POLITICS

Race is all the ANC has left - Helen Zille

DA leader says ruling party can't hold a candle to the opposition on delivery

Making the issues the issue

In two months from today we go to the polls to vote in our fourth local government elections. They could be a watershed moment in the short history of our democracy.

I say this because these elections are the first opportunity that South Africans have had since 1994 to make a full and proper comparison of the track records of different parties in government.

In this election, voters will be in a position to contrast, for example, five years of DA government in Cape Town with five years of ANC government in Johannesburg.

Just this week, the Department of Co-operative Governance and Traditional Affairs, named Baviaans, the only DA-run municipality in the Eastern Cape, as the best for service delivery in that province. Baviaans also won the award for best collector of revenue in the Eastern Cape.

The only DA-run municipality in Gauteng is Midvaal. Like Baviaans, it is consistently top of the league for service delivery in its province. This year, Midvaal received its 8th unqualified audit in ten years. Last year, it was ranked number one in the province in the annual ‘quality of life' survey.

The success of DA municipalities in the Western Cape is well-documented. Last year, the Universal Household Access to Basic Services or UHABS Index ranked Western Cape municipalities (the majority of which are DA-run) number one in the country for service delivery. An independent survey conducted by the South African Institute for Race Relations found that more poor people had access to free basic services in the Western Cape than anywhere else.

But perhaps the best contrast between ANC and DA government is the case of the Kouga municipality in the Eastern Cape. In 2000, when the DA took office, the municipality was bankrupt and struggling to deliver basic services. By 2002, the DA had turned the municipality around. Its finances were sound and services were delivered like clockwork. That year, the DA lost control of the municipality to the ANC, against the will of the voters, through floor-crossing. Two years later, in 2004, the municipality was bankrupt again.

Our job in this election is to ensure that every South African is armed with the full facts of the comparative delivery records before they make their X on their ballot paper on 18 May. By that time, every person exercising their right to vote will know that the only party that actually delivers the better life for all, step by step, is the DA.  Good governance makes a huge difference to the lives of citizens.

The ANC's approach is altogether different. The ANC knows it will lose on a straight comparison of government performance. It knows that most voters, even if they voted ANC the last time, realise that the ANC has failed them.

This is why the ANC is trying to make the election about something else. Instead of making local service delivery the issue, the ANC is making race the issue. Because race is all the ANC has left.

We saw it in Midvaal this week, where the local ANC accused the DA-run municipality of prioritising some race groups over others.

Ironically, it was in the same week that the Midvaal Municipality launched its Midvaal Youth Leadership Programme which teaches unemployed young people life skills, how to start a business, computer skills, HIV/Aids awareness and treatment, as well as leadership. Innovative programmes like this, coupled with the municipality's ability to attract billions of rands worth of job-creating foreign and local investment, is why Midvaal was last month rated first in the district for job creation at the annual Professional Management Review-Africa awards.

What the ANC cannot face up to is that the DA model of good governance and efficiency is bearing fruit for all the citizens of Midvaal. This stands in stark contrast to the surrounding municipalities. Few municipalities in South Africa, let alone in Gauteng, can match Midvaal's record of sound financial management. And no ANC municipality in Gauteng has a revenue collection rate of 100% like Midvaal has.

Its commitment to sound financial management and clean government means that the Midvaal municipality has the funds for projects that make a difference in the lives of the poor. One example is the new state-of-the-art libraries built last year in Daleside and Sicelo where residents have access to reading material and the internet free of charge.
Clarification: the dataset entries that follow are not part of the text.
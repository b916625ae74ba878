use gittomd_core::repo_id::RepoId;

struct TestCase {
    name: &'static str,
    input: &'static str,
    expected: Option<(&'static str, &'static str)>,
}

#[test]
fn test_parse_repo_identifiers_table_driven() {
    let cases = vec![
        TestCase {
            name: "shorthand",
            input: "rust-lang/cargo",
            expected: Some(("rust-lang", "cargo")),
        },
        TestCase {
            name: "shorthand with dots and underscores",
            input: "my_org/my.repo",
            expected: Some(("my_org", "my.repo")),
        },
        TestCase {
            name: "https url",
            input: "https://github.com/tokio-rs/tokio",
            expected: Some(("tokio-rs", "tokio")),
        },
        TestCase {
            name: "https url with .git and trailing slash",
            input: "https://github.com/owner/repo.git/",
            expected: Some(("owner", "repo")),
        },
        TestCase {
            name: "https url with extra path",
            input: "https://github.com/owner/repo/tree/main/src",
            expected: Some(("owner", "repo")),
        },
        TestCase {
            name: "https url with query",
            input: "https://github.com/owner/repo?tab=readme",
            expected: Some(("owner", "repo")),
        },
        TestCase {
            name: "ssh form",
            input: "git@github.com:owner/repo.git",
            expected: Some(("owner", "repo")),
        },
        TestCase {
            name: "other host",
            input: "https://gitlab.com/owner/repo",
            expected: None,
        },
        TestCase {
            name: "url with only owner",
            input: "https://github.com/owner",
            expected: None,
        },
        TestCase {
            name: "ssh without .git suffix",
            input: "git@github.com:owner/repo",
            expected: None,
        },
        TestCase {
            name: "scheme-less host path",
            input: "github.com/owner/repo",
            expected: None,
        },
        TestCase {
            name: "single word",
            input: "repo",
            expected: None,
        },
        TestCase {
            name: "empty",
            input: "",
            expected: None,
        },
    ];

    for case in cases {
        let parsed = RepoId::parse(case.input);
        let got = parsed.as_ref().map(|id| (id.owner.as_str(), id.repo.as_str()));
        assert_eq!(got, case.expected, "case '{}' ({:?})", case.name, case.input);
    }
}

#[test]
fn test_clone_url_and_display() {
    let id = RepoId::parse("git@github.com:owner/repo.git").unwrap();
    assert_eq!(id.clone_url(), "https://github.com/owner/repo.git");
    assert_eq!(id.to_string(), "owner/repo");
}
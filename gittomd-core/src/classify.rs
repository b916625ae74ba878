//! Name-only classification of repository entries.
//!
//! Two questions are answered here, without touching the filesystem:
//! - is an entry *trash* (pruned before traversal ever looks inside it)?
//! - is a file *text* (its content gets embedded in the document)?
//!
//! Both sets are built once and never mutated.

use once_cell::sync::Lazy;
use std::collections::HashSet;

/// Extensions (with leading dot) and bare lowercase filenames whose content is embedded.
pub static KNOWN_TEXT_SUFFIXES: Lazy<HashSet<&'static str>> = Lazy::new(|| {
    [
        ".md", ".markdown", ".txt", ".log", ".json", ".yaml", ".yml", ".xml", ".html", ".htm",
        ".css", ".js", ".jsx", ".ts", ".tsx", ".py", ".rb", ".php", ".java", ".c", ".h", ".cpp",
        ".hpp", ".cs", ".go", ".rs", ".swift", ".kt", ".kts", ".pl", ".sh", ".bash", ".zsh",
        ".fish", ".ps1", ".bat", ".cmd", ".r", ".sql", ".ini", ".cfg", ".conf", ".toml",
        ".editorconfig", ".gitignore", ".gitattributes", ".gitmodules", ".csv", ".tsv", ".rst",
        ".adoc", ".asciidoc", ".tex", ".makefile", ".dockerfile", ".env", ".properties",
        ".graphql", ".gql", ".tf", ".tfvars", ".hcl", ".vue", ".svelte", ".sum", ".mod",
        "readme", "license", "contributing", "code_of_conduct", "changelog", "makefile",
        "dockerfile", "jenkinsfile", "gemfile", "pipfile", "requirements", "procfile", "version",
        "authors", "copying", "notice", "patents", "todo",
    ]
    .into_iter()
    .collect()
});

/// Exact names (matched case-sensitively against every path segment) that are never traversed.
pub static KNOWN_TRASH_NAMES: Lazy<HashSet<&'static str>> = Lazy::new(|| {
    [
        ".DS_Store",
        "Thumbs.db",
        ".git",
        ".gitignore",
        ".gitattributes",
        ".gitmodules",
        "package-lock.json",
        "yarn.lock",
        "pnpm-lock.yaml",
        "node_modules",
        "dist",
        ".next",
        ".nuxt",
        ".cache",
        ".vscode",
        ".idea",
        ".history",
        ".github",
    ]
    .into_iter()
    .collect()
});

/// Returns true when the file's extension, or its whole name, is a known text key.
///
/// Matching is case-insensitive, so `README`, `Makefile` and `LICENSE` count as
/// text even without an extension.
pub fn is_text_file(name: &str) -> bool {
    let lower = name.to_lowercase();
    let ext = lower.rsplit('.').next().unwrap_or("");
    // A dotless name yields itself as "extension"; the whole-name lookup covers that case.
    let dotted = format!(".{ext}");
    KNOWN_TEXT_SUFFIXES.contains(dotted.as_str()) || KNOWN_TEXT_SUFFIXES.contains(lower.as_str())
}

/// Returns true when the relative path, or any one of its segments, is a trash name.
pub fn is_trash_file_or_dir(relative_path: &str) -> bool {
    let normalized = relative_path.replace('\\', "/");
    if KNOWN_TRASH_NAMES.contains(normalized.as_str()) {
        return true;
    }
    normalized
        .split('/')
        .any(|segment| KNOWN_TRASH_NAMES.contains(segment))
}

/// Fence language for a file block: whatever follows the last `.` of the
/// relative path, or `text` when nothing does.
///
/// The dot may sit in a directory name, so `pkg.v2/LICENSE` yields `v2/LICENSE`.
pub fn language_tag(relative_path: &str) -> &str {
    match relative_path.rsplit_once('.') {
        Some((_, ext)) if !ext.is_empty() => ext,
        _ => "text",
    }
}
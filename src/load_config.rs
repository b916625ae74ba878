use anyhow::{Context, Result};
use gittomd_core::config::CloneConfig;
use serde::Deserialize;
use std::fs;
use std::path::{Path, PathBuf};
use tracing::{error, info};

/// Environment variable overriding the git executable.
pub const GIT_BINARY_ENV: &str = "GITTOMD_GIT";

#[derive(Debug, Default, Deserialize)]
struct StaticConfig {
    #[serde(default)]
    clone: Option<CloneSection>,
    #[serde(default)]
    output: Option<PathBuf>,
}

#[derive(Debug, Default, Deserialize)]
struct CloneSection {
    depth: Option<u32>,
    reference: Option<String>,
    git_binary: Option<String>,
}

/// Fully merged settings for one run.
#[derive(Debug, Clone, Default, PartialEq, Eq)]
pub struct AppConfig {
    pub clone: CloneConfig,
    pub output: Option<PathBuf>,
}

/// Command-line values that take precedence over the config file.
#[derive(Debug, Clone, Default)]
pub struct Overrides {
    pub depth: Option<u32>,
    pub reference: Option<String>,
    pub output: Option<PathBuf>,
}

/// Loads an optional YAML config file, then layers the environment and `overrides` on top.
///
/// Precedence, lowest first: built-in defaults, the file, `GITTOMD_GIT`, command-line flags.
pub fn load_config(path: Option<&Path>, overrides: Overrides) -> Result<AppConfig> {
    let static_conf = match path {
        Some(path) => read_static_config(path)?,
        None => {
            info!("No config file given, using defaults");
            StaticConfig::default()
        }
    };

    let mut config = AppConfig {
        clone: CloneConfig::default(),
        output: static_conf.output,
    };
    if let Some(section) = static_conf.clone {
        if let Some(depth) = section.depth {
            config.clone.depth = depth;
        }
        config.clone.reference = section.reference;
        if let Some(git_binary) = section.git_binary {
            config.clone.git_binary = git_binary;
        }
    }

    if let Ok(git_binary) = std::env::var(GIT_BINARY_ENV) {
        if !git_binary.trim().is_empty() {
            info!(git_binary = %git_binary, "Git binary overridden from environment");
            config.clone.git_binary = git_binary;
        }
    }

    if let Some(depth) = overrides.depth {
        config.clone.depth = depth;
    }
    if overrides.reference.is_some() {
        config.clone.reference = overrides.reference;
    }
    if overrides.output.is_some() {
        config.output = overrides.output;
    }

    config.clone.trace_loaded();
    Ok(config)
}

fn read_static_config(path: &Path) -> Result<StaticConfig> {
    info!(config_path = ?path, "Loading configuration from file");

    let content = fs::read_to_string(path).map_err(|e| {
        error!(error = ?e, config_path = ?path, "Failed to read config file");
        e
    })
    .with_context(|| format!("Failed to read config file {}", path.display()))?;

    // An empty file deserialises to null; treat it as "no settings".
    if content.trim().is_empty() {
        return Ok(StaticConfig::default());
    }

    let conf: StaticConfig = serde_yaml::from_str(&content).map_err(|e| {
        error!(error = ?e, config_path = ?path, "Failed to parse config YAML");
        anyhow::anyhow!("Failed to parse config YAML {}: {e}", path.display())
    })?;
    info!(config_path = ?path, "Parsed config YAML successfully");
    Ok(conf)
}
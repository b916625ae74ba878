//! Locale-aware ordering of relative paths.
//!
//! Paths are compared with the root-locale collator at tertiary strength:
//! accents and case only break ties left by the base letters, lowercase sorts
//! first, and punctuation sorts before digits before letters. Strings the
//! collator considers equal fall back to raw byte order so the result is a
//! total order.
//!
//! Should the collation data fail to load, a built-in weight table that
//! approximates the same order for ASCII takes over.

use std::cmp::Ordering;

use icu_collator::{Collator, CollatorOptions, Strength};
use tracing::warn;

thread_local! {
    static ROOT_COLLATOR: Option<Collator> = root_collator();
}

fn root_collator() -> Option<Collator> {
    let mut options = CollatorOptions::new();
    options.strength = Some(Strength::Tertiary);
    match Collator::try_new(&Default::default(), options) {
        Ok(collator) => Some(collator),
        Err(e) => {
            warn!(error = ?e, "Root collator unavailable. Using the built-in weight table.");
            None
        }
    }
}

/// Compares two paths the way a locale-aware collator does for this repo's ordering.
///
/// `"a.txt" < "A.txt" < "b.txt"`, and `"e.txt" < "é.txt" < "f.txt"`.
pub fn compare_paths(a: &str, b: &str) -> Ordering {
    let collated = ROOT_COLLATOR
        .with(|collator| collator.as_ref().map(|c| c.compare(a, b)))
        .unwrap_or_else(|| fallback::compare(a, b));
    collated.then_with(|| a.cmp(b))
}

mod fallback {
    use std::cmp::Ordering;

    /// ASCII characters that are not alphanumeric, in root collation order.
    const PUNCTUATION_ORDER: &str = "_-,;:!?.'\"()[]{}@*/\\&#%`^+<=>|~$";

    const WHITESPACE_BASE: u32 = 0;
    const PUNCTUATION_BASE: u32 = 0x100;
    const DIGIT_BASE: u32 = 0x200;
    const LETTER_BASE: u32 = 0x300;
    const OTHER_BASE: u32 = 0x400;

    fn primary_weight(c: char) -> u32 {
        if c.is_whitespace() {
            return WHITESPACE_BASE + c as u32 % 0x100;
        }
        if c.is_ascii_digit() {
            return DIGIT_BASE + (c as u32 - '0' as u32);
        }
        if c.is_ascii_alphabetic() {
            return LETTER_BASE + (c.to_ascii_lowercase() as u32 - 'a' as u32);
        }
        if let Some(pos) = PUNCTUATION_ORDER.find(c) {
            return PUNCTUATION_BASE + pos as u32;
        }
        let folded = c.to_lowercase().next().unwrap_or(c);
        OTHER_BASE + folded as u32
    }

    /// Lowercase before uppercase; caseless characters sit with lowercase.
    fn case_weight(c: char) -> u8 {
        if c.is_uppercase() {
            1
        } else {
            0
        }
    }

    pub(super) fn compare(a: &str, b: &str) -> Ordering {
        a.chars()
            .map(primary_weight)
            .cmp(b.chars().map(primary_weight))
            .then_with(|| a.chars().map(case_weight).cmp(b.chars().map(case_weight)))
    }

}
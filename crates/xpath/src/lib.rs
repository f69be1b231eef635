//! A small XPath 1.0 subset over [`selpath_html::Document`].
//!
//! Covers what the selector renderer produces (`//A/B[2][contains(@class, 'x')]`,
//! `.//B`) plus the abbreviated forms around it: explicit `child`, `descendant`,
//! `descendant-or-self`, `self` and `parent` axes, `*`, `node()`, `=`/`!=`,
//! `and`/`or` and a handful of string functions. Name tests are ASCII
//! case-insensitive, matching how browsers evaluate XPath against HTML
//! documents.

pub mod ast;
mod eval;
mod lexer;
mod parser;

pub use eval::Evaluator;
pub use parser::parse;

use selpath_html::{Document, NodeId};

/// Error produced when a query is outside the supported grammar.
#[derive(Debug, Clone, PartialEq, Eq, thiserror::Error)]
#[error("{message} at offset {position}")]
pub struct XPathError {
    pub message: String,
    /// Byte offset into the query where the error was detected.
    pub position: usize,
}

impl XPathError {
    pub fn new(message: &str, position: usize) -> Self {
        Self {
            message: message.to_owned(),
            position,
        }
    }
}

/// Every element selected by `query`, in document order.
///
/// # Errors
/// Returns [`XPathError`] if the query cannot be parsed.
pub fn select(document: &Document, context: NodeId, query: &str) -> Result<Vec<NodeId>, XPathError> {
    let path = parse(query).inspect_err(|err| {
        log::warn!(target: "selpath_xpath", "rejected `{query}`: {err}");
    })?;
    Ok(Evaluator::new(document)
        .select(&path, context)
        .into_iter()
        .filter(|node| document.is_element(*node))
        .collect())
}

/// First element selected by `query` evaluated from the document node,
/// like `XPathResult.FIRST_ORDERED_NODE_TYPE`.
///
/// # Errors
/// Returns [`XPathError`] if the query cannot be parsed.
pub fn select_first(document: &Document, query: &str) -> Result<Option<NodeId>, XPathError> {
    select_first_from(document, document.root(), query)
}

/// First element selected by `query` with `context` as the context node.
///
/// # Errors
/// Returns [`XPathError`] if the query cannot be parsed.
pub fn select_first_from(document: &Document, context: NodeId, query: &str) -> Result<Option<NodeId>, XPathError> {
    Ok(select(document, context, query)?.into_iter().next())
}

/// Quote `value` as an XPath string literal. Values holding both quote kinds
/// are split into a `concat(...)` call.
pub fn literal(value: &str) -> String {
    if !value.contains('\'') {
        return format!("'{value}'");
    }
    if !value.contains('"') {
        return format!("\"{value}\"");
    }
    let parts: Vec<String> = value
        .split('\'')
        .map(|part| format!("'{part}'"))
        .collect();
    format!("concat({})", parts.join(", \"'\", "))
}
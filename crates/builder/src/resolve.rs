//! Maps a query string back to the first live node it selects.

use selpath_html::{Document, NodeId};

use crate::error::BuilderError;
use crate::render::Grammar;

/// First node matched by `query` in document order. Blank queries match nothing.
///
/// # Errors
/// [`BuilderError::MalformedQuery`] when `query` does not parse in `grammar`.
pub fn resolve_query(document: &Document, query: &str, grammar: Grammar) -> Result<Option<NodeId>, BuilderError> {
    resolve_query_from(document, document.root(), query, grammar)
}

/// Like [`resolve_query`], with `anchor` as the context node. CSS compounds must all
/// match strictly inside `anchor`, mirroring how `.//` confines XPath steps.
///
/// # Errors
/// [`BuilderError::MalformedQuery`] when `query` does not parse in `grammar`.
pub fn resolve_query_from(
    document: &Document,
    anchor: NodeId,
    query: &str,
    grammar: Grammar,
) -> Result<Option<NodeId>, BuilderError> {
    if query.trim().is_empty() {
        return Ok(None);
    }
    let malformed = |reason: String| BuilderError::MalformedQuery {
        grammar,
        query: query.to_owned(),
        reason,
    };
    let found = match grammar {
        Grammar::Css => selpath_css::query_selector_within(document, anchor, query)
            .map_err(|err| malformed(err.to_string()))?,
        Grammar::XPath => selpath_xpath::select_first_from(document, anchor, query)
            .map_err(|err| malformed(err.to_string()))?,
    };
    log::trace!(target: "selpath_builder", "resolved {grammar} query `{query}` to {found:?}");
    Ok(found)
}
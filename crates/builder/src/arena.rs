use std::collections::HashMap;

use selpath_html::NodeId;

use crate::descriptor::NodeDescriptor;

/// Handle to a descriptor stored in a [`DescriptorArena`].
#[derive(Debug, Clone, Copy, PartialEq, Eq, Hash, PartialOrd, Ord)]
pub struct DescriptorId(usize);

impl DescriptorId {
    pub fn index(self) -> usize {
        self.0
    }
}

/// Dense store of descriptors, at most one per node.
#[derive(Debug, Default)]
pub struct DescriptorArena {
    descriptors: Vec<NodeDescriptor>,
    index: HashMap<NodeId, DescriptorId>,
}

impl DescriptorArena {
    pub fn new() -> Self {
        Self::default()
    }

    /// Descriptor for `node`, created unrefined when missing.
    pub fn insert(&mut self, node: NodeId) -> DescriptorId {
        if let Some(existing) = self.index.get(&node) {
            return *existing;
        }
        let id = DescriptorId(self.descriptors.len());
        self.descriptors.push(NodeDescriptor::new(node));
        self.index.insert(node, id);
        id
    }

    pub fn lookup(&self, node: NodeId) -> Option<DescriptorId> {
        self.index.get(&node).copied()
    }

    pub fn get(&self, id: DescriptorId) -> Option<&NodeDescriptor> {
        self.descriptors.get(id.0)
    }

    pub fn get_mut(&mut self, id: DescriptorId) -> Option<&mut NodeDescriptor> {
        self.descriptors.get_mut(id.0)
    }

    /// Drop every descriptor created after the first `len`.
    pub fn truncate(&mut self, len: usize) {
        self.descriptors.truncate(len);
        self.index.retain(|_, id| id.0 < len);
    }

    pub fn clear(&mut self) {
        self.descriptors.clear();
        self.index.clear();
    }

    pub fn len(&self) -> usize {
        self.descriptors.len()
    }

    pub fn is_empty(&self) -> bool {
        self.descriptors.is_empty()
    }
}
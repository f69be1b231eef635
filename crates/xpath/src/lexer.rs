//! Tokenizer for XPath location paths.

use core::fmt;

use crate::XPathError;

#[derive(Debug, Clone, PartialEq)]
pub enum Token {
    Slash,
    DoubleSlash,
    LBracket,
    RBracket,
    LParen,
    RParen,
    At,
    Comma,
    Dot,
    DotDot,
    Star,
    Equals,
    NotEquals,
    ColonColon,
    Literal(String),
    Number(f64),
    Name(String),
}

impl fmt::Display for Token {
    fn fmt(&self, f: &mut fmt::Formatter<'_>) -> fmt::Result {
        match self {
            Self::Slash => f.write_str("/"),
            Self::DoubleSlash => f.write_str("//"),
            Self::LBracket => f.write_str("["),
            Self::RBracket => f.write_str("]"),
            Self::LParen => f.write_str("("),
            Self::RParen => f.write_str(")"),
            Self::At => f.write_str("@"),
            Self::Comma => f.write_str(","),
            Self::Dot => f.write_str("."),
            Self::DotDot => f.write_str(".."),
            Self::Star => f.write_str("*"),
            Self::Equals => f.write_str("="),
            Self::NotEquals => f.write_str("!="),
            Self::ColonColon => f.write_str("::"),
            Self::Literal(text) => write!(f, "'{text}'"),
            Self::Number(number) => write!(f, "{number}"),
            Self::Name(name) => f.write_str(name),
        }
    }
}

/// A token with the byte offset it started at.
#[derive(Debug, Clone, PartialEq)]
pub struct Spanned {
    pub token: Token,
    pub offset: usize,
}

fn is_name_start(ch: char) -> bool {
    ch.is_alphabetic() || ch == '_'
}

fn is_name_char(ch: char) -> bool {
    ch.is_alphanumeric() || matches!(ch, '_' | '-' | '.')
}

/// Split `input` into tokens.
///
/// # Errors
/// Returns an error on unterminated literals and characters outside the grammar.
pub fn tokenize(input: &str) -> Result<Vec<Spanned>, XPathError> {
    let mut tokens = Vec::new();
    let mut chars = input.char_indices().peekable();

    while let Some((offset, ch)) = chars.next() {
        let token = match ch {
            ' ' | '\t' | '\n' | '\r' => continue,
            '/' => {
                if chars.next_if(|(_, next)| *next == '/').is_some() {
                    Token::DoubleSlash
                } else {
                    Token::Slash
                }
            }
            '[' => Token::LBracket,
            ']' => Token::RBracket,
            '(' => Token::LParen,
            ')' => Token::RParen,
            '@' => Token::At,
            ',' => Token::Comma,
            '*' => Token::Star,
            '=' => Token::Equals,
            '!' => {
                if chars.next_if(|(_, next)| *next == '=').is_none() {
                    return Err(XPathError::new("expected '=' after '!'", offset));
                }
                Token::NotEquals
            }
            ':' => {
                if chars.next_if(|(_, next)| *next == ':').is_none() {
                    return Err(XPathError::new("namespace prefixes are not supported", offset));
                }
                Token::ColonColon
            }
            '\'' | '"' => {
                let mut text = String::new();
                let mut closed = false;
                for (_, next) in chars.by_ref() {
                    if next == ch {
                        closed = true;
                        break;
                    }
                    text.push(next);
                }
                if !closed {
                    return Err(XPathError::new("unterminated string literal", offset));
                }
                Token::Literal(text)
            }
            '.' => {
                if chars.next_if(|(_, next)| *next == '.').is_some() {
                    Token::DotDot
                } else if chars.peek().is_some_and(|(_, next)| next.is_ascii_digit()) {
                    let mut digits = String::from("0.");
                    while let Some((_, digit)) = chars.next_if(|(_, next)| next.is_ascii_digit()) {
                        digits.push(digit);
                    }
                    Token::Number(parse_number(&digits, offset)?)
                } else {
                    Token::Dot
                }
            }
            digit if digit.is_ascii_digit() => {
                let mut digits = String::from(digit);
                while let Some((_, next)) = chars.next_if(|(_, next)| next.is_ascii_digit() || *next == '.') {
                    digits.push(next);
                }
                Token::Number(parse_number(&digits, offset)?)
            }
            start if is_name_start(start) => {
                let mut name = String::from(start);
                while let Some((_, next)) = chars.next_if(|(_, next)| is_name_char(*next)) {
                    name.push(next);
                }
                Token::Name(name)
            }
            other => {
                return Err(XPathError::new(&format!("unexpected character '{other}'"), offset));
            }
        };
        tokens.push(Spanned { token, offset });
    }

    Ok(tokens)
}

fn parse_number(digits: &str, offset: usize) -> Result<f64, XPathError> {
    digits
        .parse::<f64>()
        .map_err(|_| XPathError::new(&format!("invalid number '{digits}'"), offset))
}

#[cfg(test)]
mod tests {
    use super::*;

    fn kinds(input: &str) -> Vec<Token> {
        tokenize(input).unwrap().into_iter().map(|spanned| spanned.token).collect()
    }

    #[test]
    fn tokenizes_rendered_query() {
        assert_eq!(
            kinds("//DIV/LI[2][contains(@class, 'a b')]"),
            vec![
                Token::DoubleSlash,
                Token::Name("DIV".to_owned()),
                Token::Slash,
                Token::Name("LI".to_owned()),
                Token::LBracket,
                Token::Number(2.0),
                Token::RBracket,
                Token::LBracket,
                Token::Name("contains".to_owned()),
                Token::LParen,
                Token::At,
                Token::Name("class".to_owned()),
                Token::Comma,
                Token::Literal("a b".to_owned()),
                Token::RParen,
                Token::RBracket,
            ]
        );
    }

    #[test]
    fn hyphenated_names_and_relative_prefix() {
        assert_eq!(
            kinds(".//x-item[@data-id != \"it's\"]"),
            vec![
                Token::Dot,
                Token::DoubleSlash,
                Token::Name("x-item".to_owned()),
                Token::LBracket,
                Token::At,
                Token::Name("data-id".to_owned()),
                Token::NotEquals,
                Token::Literal("it's".to_owned()),
                Token::RBracket,
            ]
        );
    }

    #[test]
    fn unterminated_literal_reports_offset() {
        let err = tokenize("//A[@x='oops]").unwrap_err();
        assert_eq!(err.position, 7);
    }
}
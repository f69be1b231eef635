//! Click handling between the user and a [`SelectorPathBuilder`].

use selpath_html::NodeId;

use crate::error::BuilderError;
use crate::merge::Scope;
use crate::session::SelectorPathBuilder;

#[derive(Debug, Clone, Copy, PartialEq, Eq)]
pub enum PickOutcome {
    /// No pick was requested; the click is not ours.
    NotPicking,
    /// The click landed on the tool's own UI. Picking stays active.
    InsideHost,
    Picked(Scope),
}

/// Tracks whether the next click picks a main or relative node.
#[derive(Debug, Clone, Default)]
pub struct PickingSession {
    pending: Option<Scope>,
    host: Option<NodeId>,
}

impl PickingSession {
    pub fn new() -> Self {
        Self::default()
    }

    /// Clicks inside the subtree of `host` never pick.
    pub fn with_host(host: NodeId) -> Self {
        Self {
            pending: None,
            host: Some(host),
        }
    }

    pub fn start_picking(&mut self, scope: Scope) {
        log::debug!(target: "selpath_builder", "picking {scope} node");
        self.pending = Some(scope);
    }

    pub fn end_picking(&mut self) {
        self.pending = None;
    }

    pub fn picking(&self) -> Option<Scope> {
        self.pending
    }

    /// Route a click on `node` to the builder when a pick is pending.
    ///
    /// # Errors
    /// Propagates [`BuilderError::InvalidPick`] from the builder. Picking ends either way.
    pub fn handle_click(
        &mut self,
        builder: &mut SelectorPathBuilder<'_>,
        node: NodeId,
    ) -> Result<PickOutcome, BuilderError> {
        let Some(scope) = self.pending else {
            return Ok(PickOutcome::NotPicking);
        };
        if self
            .host
            .is_some_and(|host| builder.document().contains(host, node))
        {
            return Ok(PickOutcome::InsideHost);
        }
        self.pending = None;
        match scope {
            Scope::Main => builder.on_primary_pick(node)?,
            Scope::Relative => builder.on_relative_pick(node)?,
        }
        Ok(PickOutcome::Picked(scope))
    }
}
It is also why the municipality is able to focus on the healthcare of its poorest citizens. The Midvaal Clinic, for example, serves 30 000 people with a turn-around time of two hours per patient (compared to the provincial average of three hours). People who live too far away from established clinics are served by the mobile clinic launched last year to reach vulnerable patients, most of whom live in informal settlements.

But, whatever the facts, the ANC will try hard from now until the next election to convince people that the DA delivers selectively. This is a familiar pattern in complex, plural societies such as ours - the ruling party's racial rhetoric escalates as its performance in government deteriorates.

Fortunately, more and more people are seeing the ANC's propaganda for what it is. They are beginning to resent being treated as voting fodder for the ANC. They are beginning to assert their independence and vote based on a comparative assessment of each party.

This is why the DA has won 8 by-elections in ANC strongholds since the 2009 election. It is why the DA is growing in all communities across South Africa. And it is why, if we work hard to get our message across, and if voters make the issues the issue, we can make historic gains on 18 May.